Patrice has a solution that works for him. As far as I can tell, he has a truly superb dust collection system in his shop, which suggests that dust is not likely to be as great a problem as in someone else's shop. Using a toolbox, rather than a sealed enclosure, and air filters, is clearly enough for him. Elsewhere, without the excellent extraction system, the less-than-perfect sealing of a toolbox, combined with clogging of the air filters by dust, might not provide adequate protection.
I have a system that works for me. It's fully sealed. I am pretty sure it's adequately cooled for my climate/shop. If I'm wrong, the thermal protection on the drives will reduce the switching frequency and "should" power it down before it dies. If/when that happens, I can have a rethink and do whatever is necessary. I already have the heatsinks from a number of dead 20HP drives and had already considered Stacy's "cut a bit out of the panel and add heatsink" idea. I've kept it as a contingency plan, partly because it didn't seem essential and partly because the heatsinks seemed like prospective quench plates.

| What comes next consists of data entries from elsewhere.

use serde::{Deserialize, Serialize};

use crate::api::{optional, require};
use crate::database::models::User;
use crate::error::ApiError;

#[derive(Debug, Deserialize)]
pub struct RegisterUserRequest {
    pub username: String,
    pub password: String,
    pub name: String,
}

impl RegisterUserRequest {
    pub fn validate(&self) -> Result<(), ApiError> {
        require("username", &self.username, 100)?;
        require("password", &self.password, 100)?;
        require("name", &self.name, 100)?;
        Ok(())
    }
}

#[derive(Debug, Deserialize)]
pub struct LoginUserRequest {
    pub username: String,
    pub password: String,
}

impl LoginUserRequest {
    pub fn validate(&self) -> Result<(), ApiError> {
        require("username", &self.username, 100)?;
        require("password", &self.password, 100)?;
        Ok(())
    }
}

/// Profile update is genuinely partial: each field independently optional,
/// unsupplied fields keep their prior value.
#[derive(Debug, Deserialize)]
pub struct UpdateUserRequest {
    pub name: Option<String>,
    pub password: Option<String>,
}

impl UpdateUserRequest {
    pub fn validate(&self) -> Result<(), ApiError> {
        optional("name", &self.name, 100)?;
        optional("password", &self.password, 100)?;
        Ok(())
    }
}

#[derive(Debug, Serialize)]
pub struct UserResponse {
    pub username: String,
    pub name: Option<String>,
    #[serde(skip_serializing_if = "Option::is_none")]
    pub token: Option<String>,
}

impl From<User> for UserResponse {
    fn from(user: User) -> Self {
        Self {
            username: user.username,
            name: user.name,
            token: None,
        }
    }
}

I'd ruled out a filtered ventilation system on the enclosure, largely through concerns over temperature swings and humidity causing condensation during long periods of non-use, but also because it's just a hobby and I can't be bothered with regular filter maintenance. My setup would not be sufficient for a heavy user in a hot climate.
I know one or two guys who've done the Tupperware box thing. It makes me wince a bit, but seems to work for them. I don't know anything else about their shops, but they are hobbyists, rather than professional knifemakers.
How hard you use the machine does make a big difference to the heat generated in the drive, as does the switching frequency. At full-load (2HP), my Altivar 12 (in the red box) will produce 71 Watts of heat at a switching frequency of 16 kHz, but only 57 Watts at 4 kHz.
I've always tended to use the highest frequency available to minimize the apparent noise. It's a habit now and probably not necessary or even helpful. I don't think the first drives I used, back in the late '80s, would go as fast as 4 kHz, which is the minimum switching frequency for my current drives. The drives I've been using lately will automatically reduce the switching frequency as the internal temperature rises.
Generally, platen grinding uses most power, draws most current and generates most heat in the drive. If you find things are marginal, a low-friction platen material, which reduces the current draw, may sometimes be a better use of limited resources than modifying a drive enclosure.
If you need absolute certainty, there's really no alternative to a NEMA4 drive, but for those of us who are happy enough taking what is available, using and/or modifying it to achieve a desired result and taking the hit if they get it wrong, it's a case of working out which bits of the various systems you've seen are applicable to your particular case.
If you are going the sealed enclosure route, googling "electrical enclosure heat dissipation" will throw up some useful information. The Hoffman one is very good, but I can't get a direct link to it without going through Google.